4.4. Additional Analysis

We conducted an additional mixed conditional logit analysis whose dependent variable was which power plant respondents chose as the least acceptable option (i.e., the fourth-most acceptable power plant) for their neighborhood. Respondents most frequently chose nuclear power plants (451 respondents: 44.70%) as the least acceptable option and fossil fuel plants came in a close second (448 respondents: 44.40%). Meanwhile, respondents chose hydropower (84 respondents: 8.33%) and new renewable energy (26 respondents: 2.58%) at substantially lower frequencies. Overall, our analysis showed that respondents’ least preferred power sources were split between nuclear power and fossil fuel.

As

Table 5. Results regarding the choice of the least acceptable option.

Effect on the choice of the lest acceptable power plant for a neighborhood
Alternative-specific variables: rank-ordered feature perceptions
Safety: 1st compared to 2nd			−0.68 (0.21) *
Safety: 2st compared to 3rd			−0.18 (0.13)
Safety: 3rd compared to 4th			−0.64 (0.08) *
Affordability: 1st compared to 2nd			−0.06 (0.14)
Affordability: 2st compared to 3rd			0.07 (0.12)
Affordability: 3rd compared to 4th			−0.40 (0.11) *
Eco-friendliness: 1st compared to 2nd			−0.22 (0.20)
Eco-friendliness: 2st compared to 3rd			−0.64 (0.13) *
Eco-friendliness: 3rd compared to 4th			−0.25 (0.10) *
Contribution to economic development: 1st compared to 2nd			0.18 (0.14)
Contribution to economic development: 2st compared to 3rd			0.14 (0.13)
Contribution to economic development: 3rd compared to 4th			−0.30 (0.11) *
Job creation: 1st compared to 2nd			0.05 (0.13)
Job creation: 2st compared to 3rd			−0.20 (0.12)
Job creation: 3rd compared to 4th			−0.33 (0.11) *
	Reference: New renewable energy
	Hydropower	Fossil fuel	Nuclear power
Constant	0.58 (0.27)	1.17 (0.25) *	2.02 (0.24) *
Individual-specific variables: socio-demographic characteristics
Gender	0.02 (0.25)	−0.10 (0.22)	−0.10 (0.22)
Age	0.43 (0.31)	0.34 (0.27)	0.40 (0.27)
Educational level	0.79 (0.33)	0.44 (0.29)	0.47 (0.29)
Income level	−0.08 (0.28)	0.30 (0.25)	0.25 (0.25)
Log-likelihood: −841.68; likelihood ratio χ230 = 1114.18; p = 0.0000; pseudo R2 = 0.40.

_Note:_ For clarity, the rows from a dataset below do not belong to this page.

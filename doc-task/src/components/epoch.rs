//! Epochs: named, timed phases of a trial.
//!
//! An `Epoch` is one runtime type parameterized by a `PhaseBehavior`. The
//! behavior decides what entry, licks, private timers and exit mean for that
//! phase; the epoch itself only tracks state, timestamps and timers. Epochs
//! never hold a reference to the task. Behaviors reach the task through the
//! `EpochHost` capability handed to every hook.

use crate::common::{EpochId, TimerId};
use crate::scheduler::{Dispatcher, Lane};
use crate::trial::{Outcome, TrialParams};
use slotmap::{SecondaryMap, SlotMap};
use std::any::Any;
use std::time::Duration;

/// Timer payloads owned by the task's dispatcher.
#[derive(Debug, Clone, Copy, PartialEq, Eq)]
pub(crate) enum Signal {
    /// An epoch's duration elapsed.
    EpochExpired(EpochId),
    /// An epoch's entry delay elapsed.
    EpochDelayElapsed(EpochId),
    /// An epoch's private timer fired.
    EpochTimer(EpochId),
    /// The per-trial safety deadline passed.
    SafetyTimeout,
    /// The simulated stimulus reached a flash boundary.
    FlashBoundary,
    /// Start the next trial. Posted, so it runs before any timer.
    NextTrial,
}

/// Lifecycle state of an epoch.
///
/// `inactive → (pending) → active → inactive`. `Pending` covers both a
/// scheduled delayed entry and an epoch held for the next flash boundary.
#[derive(Debug, Clone, Copy, PartialEq, Eq)]
pub enum EpochState {
    Inactive,
    Pending,
    Active,
}

/// What an epoch should do when entered.
#[derive(Debug, Clone, Copy, PartialEq, Eq)]
pub enum EntryPlan {
    /// Become active and exit after the given wait. Zero exits at once.
    Run(Duration),
    /// Exit immediately without ever becoming active.
    Skip,
}

/// The task-side capabilities available to phase behaviors.
pub trait EpochHost {
    /// Current session time.
    fn now(&self) -> Duration;
    fn is_catch_trial(&self) -> bool;
    /// Time since the most recent lick anywhere in the session.
    fn time_since_last_lick(&self) -> Duration;
    /// Rewards issued so far in the current trial.
    fn rewards_this_trial(&self) -> usize;
    /// A real or sham change has happened in the current trial.
    fn change_observed(&self) -> bool;

    /// Reports a terminal trial outcome.
    fn report_outcome(&mut self, outcome: Outcome);
    /// Restarts this epoch's exit timer for its full duration.
    fn reset_timer(&mut self);
    /// Arms this epoch's private timer. Re-arming replaces the previous one.
    fn start_timer(&mut self, delay: Duration);
    fn stimulus_on(&mut self);
    fn stimulus_off(&mut self);
    /// Asks the task to perform the trial's change at the next flash.
    fn request_change(&mut self);
    /// Ends the trial if nothing else is running.
    fn check_for_completion(&mut self);
}

/// Per-phase semantics of an epoch.
pub trait PhaseBehavior: Send {
    /// Called at trial setup with the new trial's parameters.
    fn apply_trial(&mut self, _params: &TrialParams) {}

    /// Decides how long the epoch stays active once entered.
    fn entry_plan(&self, nominal: Duration, _host: &dyn EpochHost) -> EntryPlan {
        EntryPlan::Run(nominal)
    }

    fn on_entry(&mut self, _host: &mut dyn EpochHost) {}

    /// Called for every lick while the epoch is active.
    fn on_lick(&mut self, _host: &mut dyn EpochHost) {}

    /// Called when the timer armed with `EpochHost::start_timer` fires.
    fn on_timer(&mut self, _host: &mut dyn EpochHost) {}

    fn on_exit(&mut self, _host: &mut dyn EpochHost) {}

    fn as_any(&self) -> &dyn Any;
}

/// A named phase of a trial.
pub struct Epoch {
    name: String,
    duration: Duration,
    delay: Duration,
    state: EpochState,
    entries: Vec<f64>,
    exits: Vec<f64>,
    exit_timer: Option<TimerId>,
    entry_timer: Option<TimerId>,
    private_timer: Option<TimerId>,
    behavior: Box<dyn PhaseBehavior>,
}

impl Epoch {
    pub fn new(
        name: impl Into<String>,
        duration: Duration,
        delay: Duration,
        behavior: Box<dyn PhaseBehavior>,
    ) -> Self {
        Self {
            name: name.into(),
            duration,
            delay,
            state: EpochState::Inactive,
            entries: Vec::new(),
            exits: Vec::new(),
            exit_timer: None,
            entry_timer: None,
            private_timer: None,
            behavior,
        }
    }

    pub fn name(&self) -> &str {
        &self.name
    }

    pub fn duration(&self) -> Duration {
        self.duration
    }

    pub fn delay(&self) -> Duration {
        self.delay
    }

    pub fn state(&self) -> EpochState {
        self.state
    }

    pub fn is_active(&self) -> bool {
        self.state == EpochState::Active
    }

    /// Entry times in session seconds.
    pub fn entries(&self) -> &[f64] {
        &self.entries
    }

    /// Exit times in session seconds.
    pub fn exits(&self) -> &[f64] {
        &self.exits
    }

    /// Downcasts the behavior, e.g. to inspect response-window flags.
    pub fn behavior<T: PhaseBehavior + 'static>(&self) -> Option<&T> {
        self.behavior.as_any().downcast_ref::<T>()
    }

    pub(crate) fn phase(&self) -> &dyn PhaseBehavior {
        self.behavior.as_ref()
    }

    pub(crate) fn behavior_mut(&mut self) -> &mut dyn PhaseBehavior {
        self.behavior.as_mut()
    }

    pub(crate) fn set_pending(&mut self) {
        self.state = EpochState::Pending;
    }

    pub(crate) fn schedule_entry(&mut self, id: EpochId, timers: &mut Dispatcher<Signal>) {
        if let Some(old) = self.entry_timer.take() {
            timers.cancel(old);
        }
        self.state = EpochState::Pending;
        self.entry_timer = Some(timers.schedule_once(self.delay, Lane::Task, Signal::EpochDelayElapsed(id)));
    }

    pub(crate) fn arm_exit(&mut self, id: EpochId, wait: Duration, timers: &mut Dispatcher<Signal>) {
        if let Some(old) = self.exit_timer.take() {
            timers.cancel(old);
        }
        self.exit_timer = Some(timers.schedule_once(wait, Lane::Task, Signal::EpochExpired(id)));
    }

    pub(crate) fn arm_private(&mut self, id: EpochId, delay: Duration, timers: &mut Dispatcher<Signal>) {
        if let Some(old) = self.private_timer.take() {
            timers.cancel(old);
        }
        self.private_timer = Some(timers.schedule_once(delay, Lane::Task, Signal::EpochTimer(id)));
    }

    /// Clears the bookkeeping of a timer that has just fired.
    pub(crate) fn timer_fired(&mut self, signal: Signal) {
        match signal {
            Signal::EpochExpired(_) => self.exit_timer = None,
            Signal::EpochDelayElapsed(_) => self.entry_timer = None,
            Signal::EpochTimer(_) => self.private_timer = None,
            _ => {}
        }
    }

    /// Cancels every timer and marks the epoch inactive.
    pub(crate) fn stop(&mut self, timers: &mut Dispatcher<Signal>) {
        for timer in [
            self.exit_timer.take(),
            self.entry_timer.take(),
            self.private_timer.take(),
        ]
        .into_iter()
        .flatten()
        {
            timers.cancel(timer);
        }
        self.state = EpochState::Inactive;
    }

    pub(crate) fn mark_active(&mut self, at: f64) {
        self.state = EpochState::Active;
        self.entries.push(at);
    }

    pub(crate) fn record_exit(&mut self, at: f64) {
        self.exits.push(at);
    }
}

/// The task's epoch registry and its set of currently active epochs.
///
/// Membership of the active set only changes through `activate` and
/// `deactivate`, which keep it in step with each epoch's own state.
#[derive(Default)]
pub struct EpochSet {
    epochs: SlotMap<EpochId, Epoch>,
    order: Vec<EpochId>,
    active: Vec<EpochId>,
    chains: SecondaryMap<EpochId, EpochId>,
}

impl EpochSet {
    pub fn new() -> Self {
        Self::default()
    }

    pub fn insert(&mut self, epoch: Epoch) -> EpochId {
        let id = self.epochs.insert(epoch);
        self.order.push(id);
        id
    }

    pub fn get(&self, id: EpochId) -> Option<&Epoch> {
        self.epochs.get(id)
    }

    pub(crate) fn get_mut(&mut self, id: EpochId) -> Option<&mut Epoch> {
        self.epochs.get_mut(id)
    }

    /// Looks an epoch up by name.
    pub fn find(&self, name: &str) -> Option<EpochId> {
        self.order
            .iter()
            .copied()
            .find(|id| self.epochs[*id].name() == name)
    }

    /// All epochs, in registration order.
    pub fn ids(&self) -> &[EpochId] {
        &self.order
    }

    /// Currently active epochs, in activation order.
    pub fn active(&self) -> &[EpochId] {
        &self.active
    }

    pub fn is_active(&self, id: EpochId) -> bool {
        self.active.contains(&id)
    }

    /// `true` if any epoch is active or waiting to become active.
    pub fn any_running(&self) -> bool {
        !self.active.is_empty()
            || self
                .epochs
                .values()
                .any(|e| e.state() == EpochState::Pending)
    }

    pub(crate) fn activate(&mut self, id: EpochId, at: f64) {
        if let Some(epoch) = self.epochs.get_mut(id) {
            epoch.mark_active(at);
            if !self.active.contains(&id) {
                self.active.push(id);
            }
        }
    }

    pub(crate) fn deactivate(&mut self, id: EpochId, timers: &mut Dispatcher<Signal>) {
        if let Some(epoch) = self.epochs.get_mut(id) {
            epoch.stop(timers);
        }
        self.active.retain(|a| *a != id);
    }

    /// When `from` ends, enter `to`.
    pub fn chain(&mut self, from: EpochId, to: EpochId) {
        self.chains.insert(from, to);
    }

    pub fn successor(&self, id: EpochId) -> Option<EpochId> {
        self.chains.get(id).copied()
    }

    /// Sum of all nominal durations.
    pub fn total_duration(&self) -> Duration {
        self.epochs.values().map(Epoch::duration).sum()
    }
}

Note: The model specification is the same as that used to generate the results in Table 3, except that the dependent variable was the choice of the least acceptable power plant for a neighborhood. * p < 0.01.

shows, we found that the five features of energy sources were significantly associated with respondents’ choice of the least acceptable power plant for their neighborhood. We mainly observed that such choices were determined by whether the energy sources respondents chose as the worst (i.e., fourth) or the second-worst (i.e., third) regarding the given features and among the competing energy sources. Regarding the five features, one step up in ranking from fourth to third significantly decreased the probability that respondents would choose the energy source as the least acceptable, whereas one step up among upper ranks (i.e., third and higher) did not necessarily have this effect. Thus, we concluded that respondent perceptions of all five features, —particularly the perceptions of which energy source is the worst regarding these features— determined the power plants they chose as the least-acceptable for their neighborhood. Comparing these findings with the results of our analysis of respondent choice of the most acceptable power plant, reported in Table 3, led to the following conclusions. First, whereas only respondent perceptions of safety and eco-friendliness were associated with their choice of the most acceptable power plant for neighborhood, their perceptions of all five features were associated with their choice of the least acceptable power plant. Second, whereas respondents’ perceptions of which energy source was the safest (i.e., first) or eco-friendly (i.e., first or second) drove their choice of the most acceptable power plant, their perceptions of which energy source rank worst in terms of the five features (i.e., fourth) determined their choice of the least acceptable power plant. Overall, different sets of rank-ordered feature perceptions and different ranges of ranks determined respondent choice of the most and least acceptable power plant for a neighborhood. Because this study aimed to integrate competitive contexts into its examination of the determinants of the choice of the most acceptable power plant for a neighborhood, our discussion will focus on this choice.

5. Discussion

5.1. Theoretical Implications and Future Research Directions

5.1.1. Contextualization of the Study

The present study investigated the effects of individuals’ rank-ordered feature perceptions of competing energy sources (instead of separate perceptions of a single energy source) on their choice of the most acceptable power plant for a neighborhood (instead of their separate willingness to accept an energy source). Our incorporation of competitive contexts into the analysis marks a step forward in understanding local acceptance of energy sources and its determinants. However, drawing conclusions from the findings requires cautious consideration of the other contexts in which we conducted the investigation.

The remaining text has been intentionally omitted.